(WORK ORDER):
Only the lines below starting at the one containing "let current = self.load_existing(player_id).await?;" and ending at the one containing "version conflict retries" belong in the answer, each copied exactly.

Top of AVAILABLE RECORDS

//! Player library mutation.
//!
//! This module contains:
//! - `LibraryService` trait: add/list/remove games in a player's library
//! - `PlayerStore` trait: durable per-player library storage
//! - `LibraryMutator`: the `LibraryService` used by the fulfillment worker
//! - `LibraryScopeFactory`: per-message unit of work for the worker
//!
//! Adding games is a set union. Applying the same checkout once or N times,
//! or applying two checkouts in either order, yields the same library. The
//! fulfillment worker relies on this for at-least-once delivery and must not
//! be pointed at a "replace library" style mutation.

use std::sync::Arc;
use std::time::Duration;

use async_trait::async_trait;
use backon::{BackoffBuilder, ExponentialBuilder};
use tracing::{debug, info, warn};

use crate::envelope::{GameId, PlayerId};

pub mod memory;
#[cfg(feature = "mongodb")]
pub mod mongodb;

pub use memory::InMemoryPlayerStore;
#[cfg(feature = "mongodb")]
pub use self::mongodb::MongoPlayerStore;

/// Result type for library operations.
pub type Result<T> = std::result::Result<T, LibraryError>;

/// Errors that can occur while reading or mutating a player library.
#[derive(Debug, thiserror::Error)]
pub enum LibraryError {
    #[error("Player not found: {player_id}")]
    PlayerNotFound { player_id: PlayerId },

    #[error("Persistence failed: {0}")]
    Persistence(String),

    #[error("Concurrent library update for player {player_id}: expected version {expected}")]
    Conflict { player_id: PlayerId, expected: u64 },
}

impl LibraryError {
    /// Another writer updated the library between load and save.
    pub fn is_conflict(&self) -> bool {
        matches!(self, LibraryError::Conflict { .. })
    }
}

/// A player's owned games as read from the store.
///
/// `version` is the store's write counter, used for compare-and-set on save.
#[derive(Debug, Clone, PartialEq, Eq)]
pub struct PlayerLibrary {
    pub player_id: PlayerId,
    pub games: Vec<GameId>,
    pub version: u64,
}

/// Durable storage of player libraries.
///
/// The store is not required to enforce set semantics on `games`.
#[async_trait]
pub trait PlayerStore: Send + Sync {
    /// Load a player's library. `None` if the player record does not exist.
    async fn load(&self, player_id: &PlayerId) -> Result<Option<PlayerLibrary>>;

    /// Persist `library.games`, provided the stored version still equals
    /// `library.version`. Returns `LibraryError::Conflict` otherwise.
    async fn save(&self, library: &PlayerLibrary) -> Result<()>;
}

/// Library operations exposed to the fulfillment worker and other callers.
#[async_trait]
pub trait LibraryService: Send + Sync {
    /// Grant games to a player. Idempotent.
    async fn add_to_library(&self, player_id: &PlayerId, game_ids: &[GameId]) -> Result<()>;

    /// Games currently owned by the player.
    async fn player_games(&self, player_id: &PlayerId) -> Result<Vec<GameId>>;

    /// Revoke a game. Removing a game the player does not own is a no-op.
    async fn remove_from_library(&self, player_id: &PlayerId, game_id: &GameId) -> Result<()>;
}

#[async_trait]
impl<T: PlayerStore + ?Sized> PlayerStore for Arc<T> {
    async fn load(&self, player_id: &PlayerId) -> Result<Option<PlayerLibrary>> {
        (**self).load(player_id).await
    }

    async fn save(&self, library: &PlayerLibrary) -> Result<()> {
        (**self).save(library).await
    }
}

#[async_trait]
impl<T: LibraryService + ?Sized> LibraryService for Arc<T> {
    async fn add_to_library(&self, player_id: &PlayerId, game_ids: &[GameId]) -> Result<()> {
        (**self).add_to_library(player_id, game_ids).await
    }

    async fn player_games(&self, player_id: &PlayerId) -> Result<Vec<GameId>> {
        (**self).player_games(player_id).await
    }

    async fn remove_from_library(&self, player_id: &PlayerId, game_id: &GameId) -> Result<()> {
        (**self).remove_from_library(player_id, game_id).await
    }
}

/// Order-preserving union of `existing` and `incoming`.
///
/// Duplicates are dropped from both sides, so a store that already holds
/// repeated entries is normalized on the next write.
pub fn union(existing: &[GameId], incoming: &[GameId]) -> Vec<GameId> {
    let mut seen = std::collections::HashSet::with_capacity(existing.len() + incoming.len());
    existing
        .iter()
        .chain(incoming.iter())
        .filter(|id| seen.insert(*id))
        .cloned()
        .collect()
}

/// Backoff for version-conflict retries on library writes.
///
/// - Min delay: 10ms
/// - Max delay: 1s
/// - Max attempts: 8
/// - Jitter enabled
pub fn conflict_backoff() -> ExponentialBuilder {
    ExponentialBuilder::default()
        .with_min_delay(Duration::from_millis(10))
        .with_max_delay(Duration::from_secs(1))
        .with_max_times(8)
        .with_jitter()
}

/// `LibraryService` backed by a `PlayerStore`.
///
/// Each add is a load, union, save cycle. Saves are compare-and-set on the
/// library version and retried on conflict, so concurrent consumers granting
/// different checkouts to the same player cannot lose each other's games.
pub struct LibraryMutator<S> {
    store: S,
    retry: ExponentialBuilder,
}

impl<S: PlayerStore> LibraryMutator<S> {
    pub fn new(store: S) -> Self {
        Self {
            store,
            retry: conflict_backoff(),
        }
    }

    /// Override the conflict retry backoff.
    pub fn with_retry(mut self, retry: ExponentialBuilder) -> Self {
        self.retry = retry;
        self
    }

    pub fn store(&self) -> &S {
        &self.store
    }

    async fn load_existing(&self, player_id: &PlayerId) -> Result<PlayerLibrary> {
        self.store
            .load(player_id)
            .await?
            .ok_or_else(|| LibraryError::PlayerNotFound {
                player_id: player_id.clone(),
            })
    }

    /// Run one load/modify/save cycle, retrying on version conflicts.
    async fn update<F>(&self, player_id: &PlayerId, modify: F) -> Result<PlayerLibrary>
    where
        F: Fn(&[GameId]) -> Vec<GameId> + Send + Sync,
    {
        let mut delays = self.retry.build();
        loop {
            let current = self.load_existing(player_id).await?;
            let updated = PlayerLibrary {
                games: modify(&current.games),
                ..current
            };

            match self.store.save(&updated).await {
                Ok(()) => return Ok(updated),
                Err(e) if e.is_conflict() => match delays.next() {
                    Some(delay) => {
                        debug!(
                            player_id = %player_id,
                            delay_ms = delay.as_millis() as u64,
                            "Library version conflict, retrying"
                        );
                        tokio::time::sleep(delay).await;
                    }
                    None => {
                        warn!(player_id = %player_id, "Library version conflict retries exhausted");
                        return Err(e);
                    }
                },
                Err(e) => return Err(e),
            }
        }
    }
}

#[async_trait]
impl<S: PlayerStore> LibraryService for LibraryMutator<S> {
    async fn add_to_library(&self, player_id: &PlayerId, game_ids: &[GameId]) -> Result<()> {
        let updated = self
            .update(player_id, |existing| union(existing, game_ids))
            .await?;

        info!(
            player_id = %player_id,
            granted = game_ids.len(),
            owned = updated.games.len(),
            "Library updated"
        );
        Ok(())
    }

    async fn player_games(&self, player_id: &PlayerId) -> Result<Vec<GameId>> {
        let library = self.load_existing(player_id).await?;
        // Stored collections may hold duplicates; callers see a set.
        Ok(union(&library.games, &[]))
    }

    async fn remove_from_library(&self, player_id: &PlayerId, game_id: &GameId) -> Result<()> {
        self.update(player_id, |existing| {
            existing.iter().filter(|g| *g != game_id).cloned().collect()
        })
        .await?;

        info!(player_id = %player_id, game_id = %game_id, "Game removed from library");
        Ok(())
    }
}

// ============================================================================
// Per-message scope
// ============================================================================

/// Library service scoped to the processing of a single message.
///
/// Dropped when the worker finishes with the message, whatever the outcome.
pub struct LibraryScope {
    service: Box<dyn LibraryService>,
    id: uuid::Uuid,
}

impl LibraryScope {
    pub fn new(service: Box<dyn LibraryService>) -> Self {
        let id = uuid::Uuid::new_v4();
        debug!(scope = %id, "Library scope opened");
        Self { service, id }
    }

    pub fn service(&self) -> &dyn LibraryService {
        self.service.as_ref()
    }
}

impl Drop for LibraryScope {
    fn drop(&mut self) {
        debug!(scope = %self.id, "Library scope released");
    }
}

/// Creates a fresh `LibraryScope` per message.
pub trait LibraryScopeFactory: Send + Sync {
    fn begin(&self) -> LibraryScope;
}

/// Scope factory handing out a shared service.
///
/// Suitable when the service holds only pooled clients (MongoDB, in-memory).
pub struct SharedLibrary {
    service: Arc<dyn LibraryService>,
}

impl SharedLibrary {
    pub fn new(service: Arc<dyn LibraryService>) -> Self {
        Self { service }
    }
}

impl LibraryScopeFactory for SharedLibrary {
    fn begin(&self) -> LibraryScope {
        LibraryScope::new(Box::new(Arc::clone(&self.service)))
    }
}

Bottom of AVAILABLE RECORDS

(RESPONSE TO THE TASK):
            let current = self.load_existing(player_id).await?;
            let updated = PlayerLibrary {
                games: modify(&current.games),
                ..current
            };

            match self.store.save(&updated).await {
                Ok(()) => return Ok(updated),
                Err(e) if e.is_conflict() => match delays.next() {
                    Some(delay) => {
                        debug!(
                            player_id = %player_id,
                            delay_ms = delay.as_millis() as u64,
                            "Library version conflict, retrying"
                        );
                        tokio::time::sleep(delay).await;
                    }
                    None => {
                        warn!(player_id = %player_id, "Library version conflict retries exhausted");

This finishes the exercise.